A policeman at the school is asking questions. A security guard has been found dead near the rail tracks. Maybe murder. The tracks run close to Paranoid Park. Did anyone see anything?
There are many remarkable things about this unusual movie. Let starts with the acting and characterisation. Here director Gus Van Sant gives us characters that actors of many years' experience would be proud of. The kids in the movie don't have that - in fact most of them were recruited through MySpace. What we get though is a sense of their interior lives.
All the kids - Alex, his girlfriend Jennifer, most of their friends - come from a world where being a teenager is the reality. That means your hobbies and interests are the day-to-day world, goals for the future figure somewhere, and adults are pretty peripheral. Adults exist and perform certain functions but are not that interesting. The adults in the film (like those in Rebel Without a Cause) are fairly one-dimensional. But unlike most teen-pics, the children here do not seem angry, overly rebellious, or addicted to sex and drugs and rock 'n roll. Nor are they stupid. They are convincingly normal teenagers, very real. They could be your children.

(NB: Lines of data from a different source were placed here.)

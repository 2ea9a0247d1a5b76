//! API error types with IntoResponse
//!
//! This is the only place repository errors become HTTP statuses. Bodies
//! are JSON `{"error": <code>, "message": <text>}`.

use std::any::Any;

use axum::http::StatusCode;
use axum::response::{IntoResponse, Response};
use axum::Json;
use serde_json::json;

use crate::db::repos::DbError;

/// API error type with automatic HTTP status mapping
#[derive(Debug)]
pub enum ApiError {
    /// No database configured (503)
    Unavailable,

    /// Resource not found (404)
    NotFound { resource: &'static str, id: String },

    /// Database error (500, logged)
    Database(DbError),

    /// Internal error (500)
    Internal { message: String },
}

impl ApiError {
    pub fn status(&self) -> StatusCode {
        match self {
            Self::Unavailable => StatusCode::SERVICE_UNAVAILABLE,
            Self::NotFound { .. } => StatusCode::NOT_FOUND,
            Self::Database(_) | Self::Internal { .. } => StatusCode::INTERNAL_SERVER_ERROR,
        }
    }
}

impl IntoResponse for ApiError {
    fn into_response(self) -> Response {
        let status = self.status();
        let body = match &self {
            Self::Unavailable => json!({
                "error": "unavailable",
                "message": "database connection is not available"
            }),
            Self::NotFound { resource, id } => json!({
                "error": "not_found",
                "message": format!("{} '{}' not found", resource, id)
            }),
            Self::Database(e) => {
                // Log the actual error, return generic message
                tracing::error!("Database error: {}", e);
                json!({
                    "error": "internal_error",
                    "message": "an internal error occurred"
                })
            }
            Self::Internal { message } => {
                tracing::error!("Internal error: {}", message);
                json!({
                    "error": "internal_error",
                    "message": "an internal error occurred"
                })
            }
        };

        (status, Json(body)).into_response()
    }
}

impl From<DbError> for ApiError {
    fn from(e: DbError) -> Self {
        match e {
            DbError::Unavailable => Self::Unavailable,
            DbError::NotFound { resource, id } => Self::NotFound { resource, id },
            _ => Self::Database(e),
        }
    }
}

/// Response for a handler that panicked (used by `CatchPanicLayer`).
pub fn panic_response(panic: Box<dyn Any + Send + 'static>) -> Response {
    let message = if let Some(s) = panic.downcast_ref::<String>() {
        s.clone()
    } else if let Some(s) = panic.downcast_ref::<&str>() {
        (*s).to_string()
    } else {
        "handler panicked".to_string()
    };

    ApiError::Internal { message }.into_response()
}
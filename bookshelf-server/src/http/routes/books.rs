//! Book endpoints

use std::sync::Arc;

use axum::{
    extract::{Path, State},
    routing::get,
    Json, Router,
};

use crate::http::error::ApiError;
use crate::http::server::AppState;
use crate::models::Book;

/// GET /api/books - all books, newest first, chapters omitted
async fn list_books(State(state): State<Arc<AppState>>) -> Result<Json<Vec<Book>>, ApiError> {
    let books = state.books.list_books().await?;
    Ok(Json(books))
}

/// GET /api/books/{id} - one book with its ordered chapters
async fn get_book(
    State(state): State<Arc<AppState>>,
    Path(id): Path<String>,
) -> Result<Json<Book>, ApiError> {
    let book = state.books.get_book_with_chapters(&id).await?;
    tracing::debug!(book_id = %book.id, chapters = book.chapters().len(), "fetched book");
    Ok(Json(book))
}

/// Book routes
pub fn router() -> Router<Arc<AppState>> {
    Router::new()
        .route("/api/books", get(list_books))
        .route("/api/books/{id}", get(get_book))
}
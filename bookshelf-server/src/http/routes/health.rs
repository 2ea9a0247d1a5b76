//! Health check endpoint
//!
//! Has no data dependency: answers 200 even in degraded mode.

use axum::{routing::get, Json, Router};
use chrono::{SecondsFormat, Utc};
use serde::Serialize;

/// Health check response
#[derive(Serialize)]
pub struct HealthResponse {
    pub status: &'static str,
    pub message: &'static str,
    /// Server time, RFC 3339.
    pub time: String,
}

/// GET /health
async fn health() -> Json<HealthResponse> {
    Json(HealthResponse {
        status: "healthy",
        message: "API is running smoothly",
        time: Utc::now().to_rfc3339_opts(SecondsFormat::Secs, true),
    })
}

/// Health routes
pub fn router<S>() -> Router<S>
where
    S: Clone + Send + Sync + 'static,
{
    Router::new().route("/health", get(health))
}

#[cfg(test)]
mod tests {
    use super::*;

    #[tokio::test]
    async fn health_returns_healthy() {
        let Json(body) = health().await;
        assert_eq!(body.status, "healthy");
        assert!(chrono::DateTime::parse_from_rfc3339(&body.time).is_ok());
    }
}
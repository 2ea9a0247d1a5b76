//! Book and chapter entities
//!
//! Field names serialize in camelCase (`coverUrl`, `orderNum`, ...), which is
//! the JSON contract existing clients depend on.

use chrono::{DateTime, Utc};
use serde::{Deserialize, Serialize};

/// A catalog book.
///
/// `chapters` is only populated by the single-book view. The list view leaves
/// it as `None`, and it is then omitted from the JSON entirely. A book that
/// exists but has no chapters carries `Some(vec![])`, which serializes as `[]`.
#[derive(Debug, Clone, PartialEq, Eq, Serialize, Deserialize)]
#[serde(rename_all = "camelCase")]
pub struct Book {
    pub id: String,
    pub title: String,
    pub author: String,
    pub description: Option<String>,
    pub cover_url: Option<String>,
    /// Four-character publication year, stored as text.
    pub year: Option<String>,
    #[serde(default, skip_serializing_if = "Option::is_none")]
    pub chapters: Option<Vec<Chapter>>,
    pub created_at: Option<DateTime<Utc>>,
    pub updated_at: Option<DateTime<Utc>>,
}

impl Book {
    /// Chapters as a slice, empty for list-view books.
    pub fn chapters(&self) -> &[Chapter] {
        self.chapters.as_deref().unwrap_or(&[])
    }
}

/// A chapter belonging to exactly one book.
#[derive(Debug, Clone, PartialEq, Eq, Serialize, Deserialize)]
#[serde(rename_all = "camelCase")]
pub struct Chapter {
    pub id: String,
    pub book_id: String,
    pub title: String,
    pub summary: Option<String>,
    pub audio_url: Option<String>,
    /// Sort position within the book. Not unique.
    pub order_num: i32,
    pub created_at: Option<DateTime<Utc>>,
}
//! Domain models served by the catalog
//!
//! These are plain read models: optional columns are `Option`, nothing
//! database-specific leaks in here.

pub mod book;

pub use book::{Book, Chapter};
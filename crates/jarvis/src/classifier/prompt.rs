use std::path::Path;

use crate::error::{JarvisError, JarvisResult};

const DEFAULT_PREAMBLE: &str = include_str!("../../prompts/intent_classifier.txt");

/// Instruction preamble sent ahead of every command.
///
/// The shipped preamble lives in `prompts/intent_classifier.txt`; deployments
/// can point `JARVIS_PROMPT_PATH` at their own revision.
#[derive(Debug, Clone, PartialEq, Eq)]
pub struct PromptTemplate {
    preamble: String,
}

impl Default for PromptTemplate {
    fn default() -> Self {
        Self {
            preamble: DEFAULT_PREAMBLE.to_string(),
        }
    }
}

impl PromptTemplate {
    pub fn new(preamble: impl Into<String>) -> Self {
        Self {
            preamble: preamble.into(),
        }
    }

    pub fn load(path: &Path) -> JarvisResult<Self> {
        let preamble = std::fs::read_to_string(path).map_err(|error| {
            JarvisError::Config(format!(
                "failed to read prompt template {}: {error}",
                path.display()
            ))
        })?;
        if preamble.trim().is_empty() {
            return Err(JarvisError::Config(format!(
                "prompt template {} is empty",
                path.display()
            )));
        }
        Ok(Self::new(preamble))
    }

    pub fn preamble(&self) -> &str {
        &self.preamble
    }

    /// The single text block sent to the service for `command`.
    pub fn render(&self, command: &str) -> String {
        format!("{}\n\nUser command: {}", self.preamble.trim_end(), command)
    }
}

#[cfg(test)]
mod tests {
    use std::io::Write;

    use super::*;

    #[test]
    fn default_preamble_lists_every_wire_kind() {
        let template = PromptTemplate::default();
        for kind in crate::action::ActionKind::ALL {
            assert!(
                template.preamble().contains(&format!("- {}:", kind.as_wire())),
                "preamble is missing {kind}"
            );
        }
    }

    #[test]
    fn render_appends_command_after_preamble() {
        let template = PromptTemplate::new("Classify this.\n");
        assert_eq!(
            template.render("It's too dark in here"),
            "Classify this.\n\nUser command: It's too dark in here"
        );
    }

    #[test]
    fn loads_preamble_from_file() {
        let mut file = tempfile::NamedTempFile::new().expect("tempfile");
        write!(file, "Custom preamble").expect("write");

        let template = PromptTemplate::load(file.path()).expect("load");
        assert_eq!(template.preamble(), "Custom preamble");
    }

    #[test]
    fn empty_or_missing_file_is_a_config_error() {
        let file = tempfile::NamedTempFile::new().expect("tempfile");
        assert!(matches!(
            PromptTemplate::load(file.path()),
            Err(JarvisError::Config(_))
        ));

        let dir = tempfile::tempdir().expect("tempdir");
        assert!(matches!(
            PromptTemplate::load(&dir.path().join("missing.txt")),
            Err(JarvisError::Config(_))
        ));
    }
}
use std::collections::HashSet;
use std::path::PathBuf;
use std::sync::Mutex;

use super::Platform;
use crate::error::{JarvisError, JarvisResult};
use crate::platform::types::{Grant, SettingsSurface, VolumeDirection};

/// Recording platform for tests. Every host call is appended to `calls` as a
/// short string such as `"set_torch(true)"`.
#[derive(Debug, Default)]
pub struct FakePlatform {
    api_level: Option<u32>,
    torch: bool,
    bluetooth: bool,
    grants: HashSet<Grant>,
    brightness: Option<u8>,
    screenshot: Option<PathBuf>,
    failing: HashSet<&'static str>,
    calls: Mutex<Vec<String>>,
}

impl FakePlatform {
    pub fn new() -> Self {
        Self {
            torch: true,
            bluetooth: true,
            ..Self::default()
        }
    }

    pub fn with_api_level(mut self, level: u32) -> Self {
        self.api_level = Some(level);
        self
    }

    pub fn without_torch(mut self) -> Self {
        self.torch = false;
        self
    }

    pub fn without_bluetooth(mut self) -> Self {
        self.bluetooth = false;
        self
    }

    pub fn with_grant(mut self, grant: Grant) -> Self {
        self.grants.insert(grant);
        self
    }

    pub fn with_brightness(mut self, level: u8) -> Self {
        self.brightness = Some(level);
        self
    }

    pub fn with_screenshot(mut self, path: impl Into<PathBuf>) -> Self {
        self.screenshot = Some(path.into());
        self
    }

    /// Make the named operation return an error.
    pub fn failing(mut self, operation: &'static str) -> Self {
        self.failing.insert(operation);
        self
    }

    pub fn calls(&self) -> Vec<String> {
        self.calls.lock().expect("calls lock").clone()
    }

    fn record(&self, operation: &'static str, call: String) -> JarvisResult<()> {
        self.calls.lock().expect("calls lock").push(call);
        if self.failing.contains(operation) {
            Err(JarvisError::Internal(format!("{operation} failed")))
        } else {
            Ok(())
        }
    }
}

impl Platform for FakePlatform {
    fn id(&self) -> &str {
        "fake"
    }

    fn api_level(&self) -> Option<u32> {
        self.api_level
    }

    fn launch_app(&self, package: &str) -> JarvisResult<()> {
        self.record("launch_app", format!("launch_app({package})"))
    }

    fn open_url(&self, url: &str) -> JarvisResult<()> {
        self.record("open_url", format!("open_url({url})"))
    }

    fn search_in_app(&self, package: &str, query: &str) -> JarvisResult<()> {
        self.record("search_in_app", format!("search_in_app({package}, {query})"))
    }

    fn set_torch(&self, enabled: bool) -> JarvisResult<()> {
        if !self.torch {
            self.calls
                .lock()
                .expect("calls lock")
                .push(format!("set_torch({enabled})"));
            return Err(JarvisError::Unsupported("no torch".to_string()));
        }
        self.record("set_torch", format!("set_torch({enabled})"))
    }

    fn set_wifi(&self, enabled: bool) -> JarvisResult<()> {
        self.record("set_wifi", format!("set_wifi({enabled})"))
    }

    fn has_bluetooth(&self) -> bool {
        self.bluetooth
    }

    fn set_bluetooth(&self, enabled: bool) -> JarvisResult<()> {
        self.record("set_bluetooth", format!("set_bluetooth({enabled})"))
    }

    fn set_do_not_disturb(&self, enabled: bool) -> JarvisResult<()> {
        self.record("set_do_not_disturb", format!("set_do_not_disturb({enabled})"))
    }

    fn is_granted(&self, grant: Grant) -> bool {
        self.grants.contains(&grant)
    }

    fn request_grant(&self, grant: Grant) -> JarvisResult<()> {
        self.record("request_grant", format!("request_grant({grant:?})"))
    }

    fn open_settings(&self, surface: SettingsSurface) -> JarvisResult<()> {
        self.record("open_settings", format!("open_settings({surface:?})"))
    }

    fn screen_brightness(&self) -> JarvisResult<Option<u8>> {
        self.record("screen_brightness", "screen_brightness()".to_string())?;
        Ok(self.brightness)
    }

    fn set_screen_brightness(&self, level: u8) -> JarvisResult<()> {
        self.record(
            "set_screen_brightness",
            format!("set_screen_brightness({level})"),
        )
    }

    fn adjust_volume(&self, direction: VolumeDirection) -> JarvisResult<()> {
        self.record("adjust_volume", format!("adjust_volume({direction:?})"))
    }

    fn lock_now(&self) -> JarvisResult<()> {
        self.record("lock_now", "lock_now()".to_string())
    }

    fn capture_screenshot(&self) -> JarvisResult<Option<PathBuf>> {
        self.record("capture_screenshot", "capture_screenshot()".to_string())?;
        Ok(self.screenshot.clone())
    }
}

The 'world' of skateboarding, or rather, Alex's mental narrative, is skilfully woven from the start. Not by boring the pants off us with long displays of skateboard skill, but rather by associational editing, soundscapes and inventive use of cameras and formats. We see and feel how this hobby, through the skaters' eyes, produces a high akin to drugs or music. By making Alex's perspective so real for us, his sparse lines throw us back on what he is thinking. We are closer to him than to the adults in his world. More like a sibling. More like someone who knows and believes you when you are honest and frank, and also stands next to you when you have your fingers crossed behind your back...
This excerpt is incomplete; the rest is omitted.